- What the task requires
Could you print exactly the lines of the listing below, starting at the line that has "use anyhow::Result;" and ending at the line that has "fn order(&self) ->", and only those lines?

- Source material

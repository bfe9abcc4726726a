use anyhow::Result;
use async_trait::async_trait;

use crate::kinds::{KindContext, ResourceKind, unexpected_resource};
use crate::types::Resource;

/// Nova instances.
pub struct Servers {
    ctx: KindContext,
}

impl Servers {
    pub const NAME: &'static str = "Servers";
    pub const ORDER: i32 = 15;

    pub fn new(ctx: &KindContext) -> Self {
        Servers { ctx: ctx.clone() }
    }
}

#[async_trait]
impl ResourceKind for Servers {
    fn name(&self) -> &str {
        Self::NAME
    }

    fn order(&self) -> i32 {
        Self::ORDER
    }

    fn project_id(&self) -> &str {
        &self.ctx.project_id
    }

    async fn list(&self) -> Result<Vec<Resource>> {
        Ok(self
            .ctx
            .cloud
            .list_servers()
            .await?
            .into_iter()
            .map(Resource::Server)
            .collect())
    }

    async fn delete(&self, resource: &Resource) -> Result<()> {
        let Resource::Server(server) = resource else {
            return Err(unexpected_resource(self.name(), resource));
        };
        self.ctx.cloud.delete_server(&server.id).await
    }
}

#[cfg(test)]
mod tests {
    use super::*;
    use crate::test_utils::{
        FakeCloud, OTHER_PROJECT_ID, TEST_PROJECT_ID, make_kind_context, make_server,
        make_volume,
    };
    use crate::types::error::PurgeError;

    #[tokio::test]
    async fn list_filter_and_delete() {
        let cloud = FakeCloud::new();
        cloud.with_state(|state| {
            state.servers = vec![
                make_server("s1", TEST_PROJECT_ID),
                make_server("s2", OTHER_PROJECT_ID),
            ];
        });
        let kind = Servers::new(&make_kind_context(&cloud));

        let resources = kind.list().await.unwrap();
        assert_eq!(resources.len(), 2);
        assert!(kind.should_delete(&resources[0]).await.unwrap());
        assert!(!kind.should_delete(&resources[1]).await.unwrap());

        kind.delete(&resources[0]).await.unwrap();
        assert_eq!(cloud.delete_calls(), vec!["server:s1"]);
        assert_eq!(kind.to_str(&resources[1]), "VM (id='s2', name='vm-s2')");
    }

    #[tokio::test]
    async fn delete_rejects_other_records() {
        let cloud = FakeCloud::new();
        let kind = Servers::new(&make_kind_context(&cloud));

        let error = kind
            .delete(&Resource::Volume(make_volume("v1", TEST_PROJECT_ID)))
            .await
            .unwrap_err();
        assert!(matches!(
            error.downcast_ref::<PurgeError>(),
            Some(PurgeError::UnexpectedResource { .. })
        ));
        assert!(cloud.delete_calls().is_empty());
    }
}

- Response for this exercise
use anyhow::Result;
use async_trait::async_trait;

use crate::kinds::{KindContext, ResourceKind, unexpected_resource};
use crate::types::Resource;

/// Nova instances.
pub struct Servers {
    ctx: KindContext,
}

impl Servers {
    pub const NAME: &'static str = "Servers";
    pub const ORDER: i32 = 15;

    pub fn new(ctx: &KindContext) -> Self {
        Servers { ctx: ctx.clone() }
    }
}

#[async_trait]
impl ResourceKind for Servers {
    fn name(&self) -> &str {
        Self::NAME
    }

    fn order(&self) -> i32 {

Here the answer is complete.